Como fiz a contracapa de Sant Rock
Olha à tua volta, olha com atenção. Muitas vezes as respostas estão onde menos as imaginamos. Os pequenos detalhes, os momentos, o que passa despercebido. Está sempre alerta, atento ao que acontece à sua volta, porque se procura algo que não encontra, não deve descansar até obtê-lo, porque as coisas mais simples, e mais óbvias, passarão à sua frente, e não terá reparado.
Depois de todo o fim de semana em Cabra de Córdoba, Foi a nossa última noite. Às vezes é engraçado como as coisas acontecem. Eu tinha planeado fazer esta fanzine durante muito tempo, mas não consegui encontrar uma ideia de como fazê-la, como fazê-la de uma forma atraente, ou o que colocar nela.
Dentro do grande número de bandas e cantores famosos que existem, não decidi quem desenhar (além daqueles que já tinha há muito tempo)
Precisava de uma capa, mas e a contracapa? Estávamos a falar de Rock & POP, portanto, se a capa for de uma banda de rock ou músico, a contracapa deve ser do POP.
Estávamos hospedados no Villa Maria um hotel pequeno e muito agradável, muito perto do Biblioteca da Cabra. Quando chegamos, subimos para o quarto. Na verdade, mal tínhamos ido ao hotel, por isso ocorreu-nos para ir ao bar para uma bebida.

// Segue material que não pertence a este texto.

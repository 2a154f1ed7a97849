// crates/backend-lib/src/error.rs

//! Central error type + Axum integration.
use axum::{
    http::StatusCode,
    response::{IntoResponse, Response},
    Json,
};
use olympiad_common::ApiMessage;
use thiserror::Error;

/// Application error types with HTTP status mapping
#[derive(Error, Debug)]
pub enum AppError {
    /// A required configuration key is missing, blank, or unparseable.
    /// Request-fatal: surfaces as 500 and is never retried.
    #[error("configuration key {0} is missing or invalid")]
    Config(&'static str),

    #[error("Authentication error: {0}")]
    Auth(String),

    #[error("Insufficient role for this action")]
    Forbidden,

    #[error("Not found: {0}")]
    NotFound(String),

    #[error("Invalid input: {0}")]
    InvalidInput(String),

    #[error("Internal error: {0}")]
    Internal(String),

    #[error("IO error: {0}")]
    Io(#[from] std::io::Error),

    #[error("JSON error: {0}")]
    Json(#[from] serde_json::Error),
}

impl AppError {
    /// Get the HTTP status code for this error
    pub fn status_code(&self) -> StatusCode {
        match self {
            AppError::Auth(_) => StatusCode::UNAUTHORIZED,
            AppError::Forbidden => StatusCode::FORBIDDEN,
            AppError::NotFound(_) => StatusCode::NOT_FOUND,
            AppError::InvalidInput(_) => StatusCode::BAD_REQUEST,
            _ => StatusCode::INTERNAL_SERVER_ERROR,
        }
    }

    /// Get a sanitized message suitable for production responses.
    /// Configuration and internal detail stays in the logs; the `Auth`,
    /// `NotFound` and `InvalidInput` payloads are client-facing by
    /// construction.
    pub fn sanitized_message(&self) -> String {
        match self {
            AppError::Auth(msg) => msg.clone(),
            AppError::Forbidden => "You are not authorized to perform this action.".to_string(),
            AppError::NotFound(msg) => msg.clone(),
            AppError::InvalidInput(msg) => msg.clone(),
            AppError::Config(_) | AppError::Internal(_) | AppError::Io(_) | AppError::Json(_) => {
                "An internal server error occurred.".to_string()
            }
        }
    }
}

impl IntoResponse for AppError {
    fn into_response(self) -> Response {
        let status = self.status_code();

        if status == StatusCode::INTERNAL_SERVER_ERROR {
            tracing::error!(error = %self, "request failed");
        }

        (status, Json(ApiMessage::new(self.sanitized_message()))).into_response()
    }
}

impl From<anyhow::Error> for AppError {
    fn from(err: anyhow::Error) -> Self {
        AppError::Internal(err.to_string())
    }
}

O bar, tem um grande terraço interior, e também tem mesas do outro lado da rua, no parque Alcântara Romero. Optámos pelo terraço interior. Foi bastante animado, havia todos os paroquianos a conversar, a jogar às cartas, e havia um rapaz mais novo, que pôs vídeos de Youtube Numa televisão enorme que tinham naquele lugar. Metallica, ACDC, Motörhead, Ramones, etc.
Quase todos estavam insatisfeitos com a música. Disseram-lhe para tirar aquelas coisas, que não podiam jogar às cartas com tanto barulho.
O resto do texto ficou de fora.